Mohamed Hubail

Personal information
- Full name: Mohamed Ahmed Mohamed Hubail
- Date of birth: 23 June 1981 (age 43)
- Place of birth: Bahrain
- Height: 1.68 m (5 ft 6 in)
- Position(s): Midfielder

Senior career*
- Years: Team / Apps / (Gls)
- 2001–2004: Al-Ahli Manama
- 2004–2005: Al-Gharrafa
- 2005–2006: Qatar SC
- 2006–2007: Al-Ahli Manama
- 2007–2009: Al-Arabi Kuwait
- 2009: Al-Ahli Manama
- 2010: Al-Qadisiya / 7 / (0)
- 2010–2011: Al-Ahli Manama
- 2011: Muscat
- 2012–2013: Fanja / 5
- 2013–2014: Sitra Club / 8

International career^{‡}
- 2004–2011: Bahrain / 70 / (5)

= Mohamed Hubail =

Bahraini footballer

Mohamed Hubail (born 23 June 1981) is a Bahraini footballer who was sentenced to a two-year term of imprisonment by a special security court in Bahrain after taking part in pro-democratic reform protests in Bahrain in 2011.

==Career==
Hubail is a member of the Bahrain national football team with 61 international appearances, his first in 2004. He is a midfield player who has scored 5 goals at international level.
At club level, Hubail currently plays for Al-Ahli Manama in Bahrain. He began his career with Al-Ahli and has also played for Al-Qadisiyah al-Khobar in Saudi Arabia, Al-Arabi Mansouriah in Kuwait and Qatar SC ad-Dōḥa and Al-Gharrafa ad-Dōḥa in Qatar.

==Personal life==
Mohamed's younger brother, A'ala Hubail, is also a footballer and a member of the Bahraini national team.

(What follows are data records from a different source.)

//! Nyaa-Harvest: a pooled, rate-limit aware listing harvester
//!
//! This crate fetches paginated search listings and detail pages from a single
//! torrent index and turns them into structured records. Requests run through a
//! fixed pool of long-lived workers (HTTP clients or browser tabs), each bound
//! to its own identity, with HTTP 429 responses absorbed by a backoff loop.

pub mod config;
pub mod extract;
pub mod fetch;
pub mod identity;
pub mod model;
pub mod pool;
pub mod search;
pub mod worker;

use thiserror::Error;

/// Main error type for harvester operations
#[derive(Debug, Error)]
pub enum HarvestError {
    #[error("Configuration error: {0}")]
    Config(#[from] ConfigError),

    #[error("Harvester used before initialize() was called")]
    NotInitialized,

    #[error("HTTP error for {url}: {source}")]
    Http { url: String, source: reqwest::Error },

    #[error("HTTP client error: {0}")]
    Reqwest(#[from] reqwest::Error),

    #[error("Unexpected HTTP status {status} for {url}")]
    Status { url: String, status: u16 },

    #[error("Still rate limited after {attempts} attempts: {url}")]
    RateLimitExhausted { url: String, attempts: u32 },

    #[error("Browser error: {0}")]
    Browser(String),

    #[error("Execution context of worker {worker} is closed")]
    ContextClosed { worker: String },

    #[error("Invalid CSS selector {selector}: {message}")]
    Selector { selector: String, message: String },

    #[error("Extraction failed for {url}: {message}")]
    Extract { url: String, message: String },

    #[error("There is no next page for fetching information")]
    NoFurtherPage,

    #[error("Invalid torrent identifier: {0}")]
    InvalidIdentifier(String),

    #[error("Worker pool is closed")]
    PoolClosed,

    #[error("Operation cancelled")]
    Cancelled,

    #[error("Timed out after {waited_ms}ms waiting for a free worker")]
    AcquireTimeout { waited_ms: u64 },

    #[error("URL parse error: {0}")]
    UrlParse(#[from] ::url::ParseError),

    #[error("IO error: {0}")]
    Io(#[from] std::io::Error),
}

impl HarvestError {
    /// Returns true when a continuation was requested past the last page
    pub fn is_no_further_page(&self) -> bool {
        matches!(self, Self::NoFurtherPage)
    }
}

/// Configuration-specific errors
#[derive(Debug, Error)]
pub enum ConfigError {
    #[error("Failed to read config file: {0}")]
    Io(#[from] std::io::Error),

    #[error("Failed to parse TOML: {0}")]
    Parse(#[from] toml::de::Error),

    #[error("Validation error: {0}")]
    Validation(String),

    #[error("Invalid URL in config: {0}")]
    InvalidUrl(String),

    #[error("Invalid category path: {0}")]
    InvalidCategory(String),
}

/// Result type alias for harvester operations
pub type Result<T> = std::result::Result<T, HarvestError>;

/// Result type alias for configuration operations
pub type ConfigResult<T> = std::result::Result<T, ConfigError>;

// Re-export commonly used types
pub use config::Config;
pub use extract::DetailOptions;
pub use fetch::{FetchEngine, FetchOutcome};
pub use model::{AggregatedResult, PageMetadata, PageResult, TorrentRecord};
pub use pool::{PoolEvent, Reservation, WorkerPool};
pub use search::{Filter, FilterParams, Harvester, ResultCursor, Scraper, SearchOptions};
pub use worker::{Worker, WorkerStatus};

==2011 detention, secret trial and imprisonment==

On 5 April 2011 Mohamed Hubail and his brother A'ala were arrested by the Bahreini authorities and held in custody on an indefinite basis. The brothers had attended demonstrations during the 2011 Bahraini protests. Al-Ahli announced that the brothers had been dismissed from the club squad. The Al Wefaq party, the main opposition party in the Bahrain, announced that he had been convicted and sentenced on June 23 to two years in prison. According to Al Wefaq, the trial was conducted in secret by Bahrain's special security court established under the martial law regime imposed in March 2011.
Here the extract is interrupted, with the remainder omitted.